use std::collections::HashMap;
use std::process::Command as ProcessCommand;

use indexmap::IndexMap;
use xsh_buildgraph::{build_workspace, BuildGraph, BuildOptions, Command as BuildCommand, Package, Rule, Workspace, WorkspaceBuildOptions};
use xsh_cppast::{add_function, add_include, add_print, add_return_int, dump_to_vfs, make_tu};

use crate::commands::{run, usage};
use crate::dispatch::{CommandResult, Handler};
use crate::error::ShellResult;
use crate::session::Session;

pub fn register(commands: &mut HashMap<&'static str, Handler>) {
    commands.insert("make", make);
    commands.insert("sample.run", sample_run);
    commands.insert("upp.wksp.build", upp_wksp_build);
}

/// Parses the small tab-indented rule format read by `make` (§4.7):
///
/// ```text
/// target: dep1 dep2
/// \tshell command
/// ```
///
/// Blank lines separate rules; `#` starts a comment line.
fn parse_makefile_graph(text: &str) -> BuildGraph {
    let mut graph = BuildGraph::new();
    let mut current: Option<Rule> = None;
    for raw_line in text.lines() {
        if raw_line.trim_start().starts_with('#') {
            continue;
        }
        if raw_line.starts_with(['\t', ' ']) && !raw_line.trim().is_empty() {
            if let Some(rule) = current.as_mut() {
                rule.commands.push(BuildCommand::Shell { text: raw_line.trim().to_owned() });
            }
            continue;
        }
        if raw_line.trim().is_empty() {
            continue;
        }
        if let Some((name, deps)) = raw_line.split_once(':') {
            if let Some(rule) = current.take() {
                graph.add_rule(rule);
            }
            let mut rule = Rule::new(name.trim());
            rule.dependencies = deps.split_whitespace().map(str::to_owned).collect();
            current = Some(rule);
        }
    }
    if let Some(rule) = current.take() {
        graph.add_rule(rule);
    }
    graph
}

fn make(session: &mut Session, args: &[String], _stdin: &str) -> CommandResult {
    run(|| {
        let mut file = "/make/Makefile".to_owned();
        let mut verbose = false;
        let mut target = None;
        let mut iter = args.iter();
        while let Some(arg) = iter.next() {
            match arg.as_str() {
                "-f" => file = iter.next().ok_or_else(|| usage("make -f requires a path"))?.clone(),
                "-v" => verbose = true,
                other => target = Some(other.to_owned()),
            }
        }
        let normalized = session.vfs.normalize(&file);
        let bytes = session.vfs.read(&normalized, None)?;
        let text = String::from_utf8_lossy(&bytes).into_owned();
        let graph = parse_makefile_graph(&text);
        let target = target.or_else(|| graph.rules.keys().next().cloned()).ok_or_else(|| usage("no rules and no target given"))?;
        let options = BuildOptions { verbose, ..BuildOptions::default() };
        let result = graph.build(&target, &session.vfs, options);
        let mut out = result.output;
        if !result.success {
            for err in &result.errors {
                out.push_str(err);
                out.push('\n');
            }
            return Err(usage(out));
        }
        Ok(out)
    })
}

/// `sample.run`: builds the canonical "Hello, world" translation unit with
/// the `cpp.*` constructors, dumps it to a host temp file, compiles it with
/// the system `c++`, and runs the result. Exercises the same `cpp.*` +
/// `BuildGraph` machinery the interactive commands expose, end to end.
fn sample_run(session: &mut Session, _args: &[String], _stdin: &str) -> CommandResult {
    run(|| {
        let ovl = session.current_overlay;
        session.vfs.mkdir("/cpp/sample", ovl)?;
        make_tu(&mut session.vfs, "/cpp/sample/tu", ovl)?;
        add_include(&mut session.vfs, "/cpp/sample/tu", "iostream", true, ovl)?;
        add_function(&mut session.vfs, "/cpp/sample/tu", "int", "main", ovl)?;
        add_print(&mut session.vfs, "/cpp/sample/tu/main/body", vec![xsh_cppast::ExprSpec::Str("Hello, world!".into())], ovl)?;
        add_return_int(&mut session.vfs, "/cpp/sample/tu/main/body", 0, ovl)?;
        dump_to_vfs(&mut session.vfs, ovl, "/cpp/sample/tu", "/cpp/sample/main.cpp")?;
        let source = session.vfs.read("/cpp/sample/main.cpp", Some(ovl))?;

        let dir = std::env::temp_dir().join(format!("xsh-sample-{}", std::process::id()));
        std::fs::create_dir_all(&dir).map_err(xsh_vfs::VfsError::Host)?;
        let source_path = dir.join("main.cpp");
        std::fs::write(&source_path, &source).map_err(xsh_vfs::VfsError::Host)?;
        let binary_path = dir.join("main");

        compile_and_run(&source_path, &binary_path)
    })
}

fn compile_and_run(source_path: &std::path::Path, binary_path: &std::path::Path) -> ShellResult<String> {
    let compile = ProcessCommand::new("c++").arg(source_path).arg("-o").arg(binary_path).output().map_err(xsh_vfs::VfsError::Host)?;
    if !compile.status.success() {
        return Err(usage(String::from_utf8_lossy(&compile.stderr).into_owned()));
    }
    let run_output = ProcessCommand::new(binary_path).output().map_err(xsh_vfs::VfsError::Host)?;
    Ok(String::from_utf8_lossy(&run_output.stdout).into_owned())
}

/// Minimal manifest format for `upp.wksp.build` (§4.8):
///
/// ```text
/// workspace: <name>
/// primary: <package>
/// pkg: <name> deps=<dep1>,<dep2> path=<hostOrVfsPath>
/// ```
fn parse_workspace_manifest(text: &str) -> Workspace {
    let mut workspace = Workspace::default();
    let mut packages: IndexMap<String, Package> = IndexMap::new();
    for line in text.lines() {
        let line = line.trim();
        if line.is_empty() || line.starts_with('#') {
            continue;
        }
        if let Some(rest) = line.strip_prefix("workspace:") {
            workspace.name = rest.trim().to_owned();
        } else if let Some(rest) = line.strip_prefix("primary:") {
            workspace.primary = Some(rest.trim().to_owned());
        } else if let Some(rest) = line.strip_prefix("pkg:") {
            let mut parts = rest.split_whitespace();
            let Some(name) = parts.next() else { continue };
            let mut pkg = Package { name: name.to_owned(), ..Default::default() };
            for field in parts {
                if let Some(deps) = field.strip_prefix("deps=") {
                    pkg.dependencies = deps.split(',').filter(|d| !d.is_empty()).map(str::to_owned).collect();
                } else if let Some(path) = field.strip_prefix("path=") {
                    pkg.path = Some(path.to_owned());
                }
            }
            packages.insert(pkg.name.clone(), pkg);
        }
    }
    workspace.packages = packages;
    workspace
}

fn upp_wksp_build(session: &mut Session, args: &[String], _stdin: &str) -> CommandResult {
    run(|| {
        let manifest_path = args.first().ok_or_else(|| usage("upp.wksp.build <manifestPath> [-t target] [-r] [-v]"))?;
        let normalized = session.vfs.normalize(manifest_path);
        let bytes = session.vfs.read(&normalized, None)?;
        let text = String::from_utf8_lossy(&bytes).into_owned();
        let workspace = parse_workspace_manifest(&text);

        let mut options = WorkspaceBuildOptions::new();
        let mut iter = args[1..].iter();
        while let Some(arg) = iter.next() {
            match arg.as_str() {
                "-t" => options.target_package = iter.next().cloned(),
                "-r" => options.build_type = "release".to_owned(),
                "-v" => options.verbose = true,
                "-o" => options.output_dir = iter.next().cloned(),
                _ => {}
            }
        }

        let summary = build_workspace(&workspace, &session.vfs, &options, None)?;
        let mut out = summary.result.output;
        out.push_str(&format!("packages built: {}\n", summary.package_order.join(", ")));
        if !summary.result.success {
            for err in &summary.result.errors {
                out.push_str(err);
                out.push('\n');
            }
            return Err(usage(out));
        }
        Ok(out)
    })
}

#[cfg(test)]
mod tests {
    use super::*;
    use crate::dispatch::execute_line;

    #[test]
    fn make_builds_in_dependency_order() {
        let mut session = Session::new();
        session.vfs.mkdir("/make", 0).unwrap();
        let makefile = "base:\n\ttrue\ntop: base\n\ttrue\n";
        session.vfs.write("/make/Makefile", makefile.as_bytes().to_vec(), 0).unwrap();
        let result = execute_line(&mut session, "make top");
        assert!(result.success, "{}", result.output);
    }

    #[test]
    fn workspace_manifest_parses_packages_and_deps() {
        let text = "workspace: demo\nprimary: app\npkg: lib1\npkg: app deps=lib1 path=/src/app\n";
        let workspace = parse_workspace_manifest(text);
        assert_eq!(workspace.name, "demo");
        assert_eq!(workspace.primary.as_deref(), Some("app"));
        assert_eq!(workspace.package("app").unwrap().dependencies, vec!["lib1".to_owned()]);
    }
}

******************************

## [WHAT NEEDS TO BE DONE]
Set down only the lines above that fall between the line holding "fn parse_workspace_manifest(text: &str)" and the line holding "if let Some(deps)", inclusive, keeping each exact.

## [TASK RESULT]
fn parse_workspace_manifest(text: &str) -> Workspace {
    let mut workspace = Workspace::default();
    let mut packages: IndexMap<String, Package> = IndexMap::new();
    for line in text.lines() {
        let line = line.trim();
        if line.is_empty() || line.starts_with('#') {
            continue;
        }
        if let Some(rest) = line.strip_prefix("workspace:") {
            workspace.name = rest.trim().to_owned();
        } else if let Some(rest) = line.strip_prefix("primary:") {
            workspace.primary = Some(rest.trim().to_owned());
        } else if let Some(rest) = line.strip_prefix("pkg:") {
            let mut parts = rest.split_whitespace();
            let Some(name) = parts.next() else { continue };
            let mut pkg = Package { name: name.to_owned(), ..Default::default() };
            for field in parts {
                if let Some(deps) = field.strip_prefix("deps=") {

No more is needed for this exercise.